A federal judge ruled in favor of tobacco companies on Wednesday, saying the Food and Drug Administration had no right to require new, graphic pictures on cigarette packages.
Medical groups immediately protested against U.S. District Judge Richard Leon’s ruling, and Sen. Tom Harkin, D-Iowa, said Congress wouldn't give up. "Today’s decision in favor of tobacco companies and their profit margins is a disappointment, but we will not be deterred in our efforts to make Americans – particularly our young people – aware of the dangers of this product,” Harkin said in a statement.
Christopher Hansen, president of the American Cancer Society Cancer Action Network, called the ruling "a victory for Big Tobacco."
"Larger, graphic warning labels have the potential to encourage adults to quit smoking cigarettes and deter children from starting in the first place," Hansen said in a statement.
But Leon said the federal government didn’t make a strong case. "The government has failed to carry both its burden of demonstrating a compelling interest and its burden of demonstrating that the rule is narrowly tailored to achieve a constitutionally permissible form of compelled commercial speech," Leon wrote in his ruling.
"Congress did, in fact, carefully consider the First Amendment issues involved and carefully tailored the legislation to ensure the FDA could act as it has proposed with graphic warning labels for tobacco products," Rep. Henry Waxman, D-Calif., said in a statement.
"I expect the decision will be appealed, and on further judicial review, the constitutionality of these public health protections will be affirmed," added Waxman, ranking member on the House Energy and Commerce Committee.
“Judge Leon’s dangerous ruling blatantly ignores significant scientific evidence supporting the effectiveness of larger, graphic warning labels in communicating the health dangers of tobacco use," said Dr. Robert Block, president of the American Academy of Pediatrics. "With 10 million cigarettes sold every minute and almost 3,000 children under the age of 18 starting to smoke each day, this ruling puts children’s lives at risk.”
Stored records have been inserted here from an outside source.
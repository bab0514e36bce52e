//! Small sitting animals: cat, dog, rabbit and squirrel.

use menagerie_core::{fill_ellipsoid, fill_sphere, VoxelMap};
use rand::Rng;

use crate::config::ModelConfig;

/// Sitting cat with white chest, pointed ears and a tail wrapped around
/// the front.
pub(crate) fn cat(map: &mut VoxelMap, config: &ModelConfig) {
    let p = &config.palette;
    let cy = config.floor_y + 1.0;

    // Paws
    fill_ellipsoid(map, -3.0, cy + 2.0, 0.0, 2.2, p.dark, 1.2);
    fill_ellipsoid(map, 3.0, cy + 2.0, 0.0, 2.2, p.dark, 1.2);

    // Body: stacked spheres narrowing upward, white front.
    for y in 0..7 {
        let y = f64::from(y);
        let r = 3.5 - y * 0.2;
        fill_sphere(map, 0.0, cy + 2.0 + y, 0.0, r, p.dark);
        fill_sphere(map, 0.0, cy + 2.0 + y, 2.0, r * 0.6, p.white);
    }

    // Legs
    for y in 0..5 {
        let y = f64::from(y);
        for z in [3.0, 2.0] {
            map.set(-1.5, cy + y, z, p.white);
            map.set(1.5, cy + y, z, p.white);
        }
    }

    let hy = cy + 9.0;
    fill_ellipsoid(map, 0.0, hy, 0.0, 3.2, p.light, 0.8);

    // Ears
    for side in [-2.0, 2.0] {
        map.set(side, hy + 3.0, 0.0, p.dark);
        map.set(side * 0.8, hy + 3.0, 1.0, p.white);
        map.set(side, hy + 4.0, 0.0, p.dark);
    }

    // Tail
    for i in 0..12 {
        let a = f64::from(i) * 0.3;
        let (tx, tz) = (a.cos() * 4.5, a.sin() * 4.5);
        if tz > -2.0 {
            map.set(tx, cy, tz, p.dark);
            map.set(tx, cy + 1.0, tz, p.dark);
        }
    }

    // Face. With the default floor the gold irises land on the same cells
    // as the pupils.
    map.set(-1.0, hy + 0.5, 2.5, p.gold);
    map.set(1.0, hy + 0.5, 2.5, p.gold);
    map.set(-1.0, hy + 0.5, 3.0, p.black);
    map.set(1.0, hy + 0.5, 3.0, p.black);
    map.set(0.0, hy, 3.0, p.talon);
}

/// Rabbit sitting on a mossy log.
pub(crate) fn rabbit<R: Rng + ?Sized>(map: &mut VoxelMap, config: &ModelConfig, rng: &mut R) {
    let p = &config.palette;
    let log_y = config.floor_y + 2.5;

    // Log with lighter end grain and the occasional tuft of moss.
    for x in -6..=6 {
        let end = x == -6 || x == 6;
        let x = f64::from(x);
        let radius = 2.8 + (x * 0.5).sin() * 0.2;
        fill_sphere(map, x, log_y, 0.0, radius, p.dark);
        if end {
            fill_sphere(map, x, log_y, 0.0, radius - 0.5, p.wood);
        }
        if rng.gen::<f64>() > 0.8 {
            let z = (rng.gen::<f64>() - 0.5) * 2.0;
            map.set(x, log_y + radius, z, p.green);
        }
    }

    // Body
    let by = log_y + 2.5;
    fill_sphere(map, -1.5, by + 1.5, -1.5, 1.8, p.white);
    fill_sphere(map, 1.5, by + 1.5, -1.5, 1.8, p.white);
    fill_ellipsoid(map, 0.0, by + 2.0, 0.0, 2.2, p.white, 0.8);
    fill_sphere(map, 0.0, by + 2.5, 1.5, 1.5, p.white);
    map.set(-1.2, by, 2.2, p.light);
    map.set(1.2, by, 2.2, p.light);
    map.set(-2.2, by, -0.5, p.white);
    map.set(2.2, by, -0.5, p.white);
    fill_sphere(map, 0.0, by + 1.5, -2.5, 1.0, p.white);

    // Head with cheeks
    let (hy, hz) = (by + 4.5, 1.0);
    fill_sphere(map, 0.0, hy, hz, 1.7, p.white);
    fill_sphere(map, -1.1, hy - 0.5, hz + 0.5, 1.0, p.white);
    fill_sphere(map, 1.1, hy - 0.5, hz + 0.5, 1.0, p.white);

    // Ears lean back as they rise; the light inner stripe wins overlaps.
    for y in 0..5 {
        let y = f64::from(y);
        let curve = y * 0.2;
        for side in [-1.0, 1.0] {
            map.set(side * 0.8, hy + 1.5 + y, hz - curve, p.white);
            map.set(side * 1.2, hy + 1.5 + y, hz - curve, p.white);
            map.set(side, hy + 1.5 + y, hz - curve + 0.5, p.light);
        }
    }

    map.set(-0.8, hy + 0.2, hz + 1.5, p.black);
    map.set(0.8, hy + 0.2, hz + 1.5, p.black);
    map.set(0.0, hy - 0.5, hz + 1.8, p.talon);
}

/// Sitting dog with floppy ears and a raised tail.
pub(crate) fn dog(map: &mut VoxelMap, config: &ModelConfig) {
    let p = &config.palette;
    let cy = config.floor_y + 1.0;

    fill_ellipsoid(map, -2.5, cy + 2.0, -1.0, 2.0, p.wood, 1.2);
    fill_ellipsoid(map, 2.5, cy + 2.0, -1.0, 2.0, p.wood, 1.2);

    for y in 0..8 {
        let y = f64::from(y);
        let r = 3.8 - y * 0.15;
        fill_sphere(map, 0.0, cy + 2.0 + y, 0.0, r, p.wood);
        fill_sphere(map, 0.0, cy + 2.0 + y, 2.5, r * 0.5, p.light);
    }

    // Legs
    for y in 0..6 {
        let y = f64::from(y);
        for z in [3.5, 2.5] {
            map.set(-1.5, cy + y, z, p.light);
            map.set(1.5, cy + y, z, p.light);
        }
    }

    // Head and snout
    let hy = cy + 10.0;
    fill_ellipsoid(map, 0.0, hy, 1.0, 3.5, p.wood, 0.9);
    fill_ellipsoid(map, 0.0, hy - 1.0, 3.5, 2.0, p.light, 0.8);
    map.set(0.0, hy - 0.5, 5.5, p.black);

    // Ears hang down the sides.
    for y in 0..4 {
        let y = f64::from(y);
        for side in [-3.5, 3.5] {
            map.set(side, hy + 1.0 - y, 0.0, p.dark);
            map.set(side, hy + 1.0 - y, 1.0, p.wood);
        }
    }

    for i in 0..8 {
        let i = f64::from(i);
        let tx = (i * 0.5).sin() * 1.5;
        map.set(tx, cy + 3.0 + i * 0.8, -4.0 - i * 0.5, p.wood);
    }

    map.set(-1.5, hy + 1.0, 4.0, p.black);
    map.set(1.5, hy + 1.0, 4.0, p.black);
}

/// Squirrel with a bushy tail curling up behind it.
pub(crate) fn squirrel(map: &mut VoxelMap, config: &ModelConfig) {
    let p = &config.palette;
    let cy = config.floor_y + 1.0;

    fill_ellipsoid(map, -1.5, cy + 1.0, 0.0, 1.5, p.wood, 1.2);
    fill_ellipsoid(map, 1.5, cy + 1.0, 0.0, 1.5, p.wood, 1.2);

    for y in 0..6 {
        let y = f64::from(y);
        let r = 2.8 - y * 0.15;
        fill_sphere(map, 0.0, cy + 1.0 + y, 0.0, r, p.wood);
        fill_sphere(map, 0.0, cy + 1.0 + y, 1.5, r * 0.6, p.white);
    }

    let hy = cy + 7.0;
    fill_ellipsoid(map, 0.0, hy, 0.5, 2.5, p.wood, 0.9);
    fill_ellipsoid(map, 0.0, hy - 0.5, 2.5, 1.2, p.white, 0.8);
    map.set(0.0, hy, 3.5, p.black);

    for side in [-1.5, 1.5] {
        map.set(side, hy + 2.0, 0.0, p.wood);
        map.set(side, hy + 3.0, 0.0, p.wood);
    }

    // Tail: thickest in the middle.
    for i in 0..12 {
        let taper = f64::from((i - 6_i32).abs()) * 0.15;
        let i = f64::from(i);
        let ty = cy + 1.0 + i * 0.8;
        let tz = -2.0 - (i * 0.3).sin() * 3.0;
        fill_sphere(map, 0.0, ty, tz, 2.5 - taper, p.wood);
    }

    map.set(-1.0, hy + 0.5, 2.5, p.black);
    map.set(1.0, hy + 0.5, 2.5, p.black);
}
Leon blocked the rule in November while he studied the case.
“I am pleased that the Department of Justice has already appealed Judge Leon’s previous injunction and encourage the Department of Justice to appeal this ruling as well," said Harkin, who chairs the Senate Health, Education, Labor and Pensions Committee.
The Health and Human Services Department indicated the government would. "This administration is determined to do everything we can to warn young people about the dangers of smoking, which remains the leading cause of preventable death in America," HHS said in a statement.
"We are confident that efforts to stop these important warnings from going forward will ultimately fail.”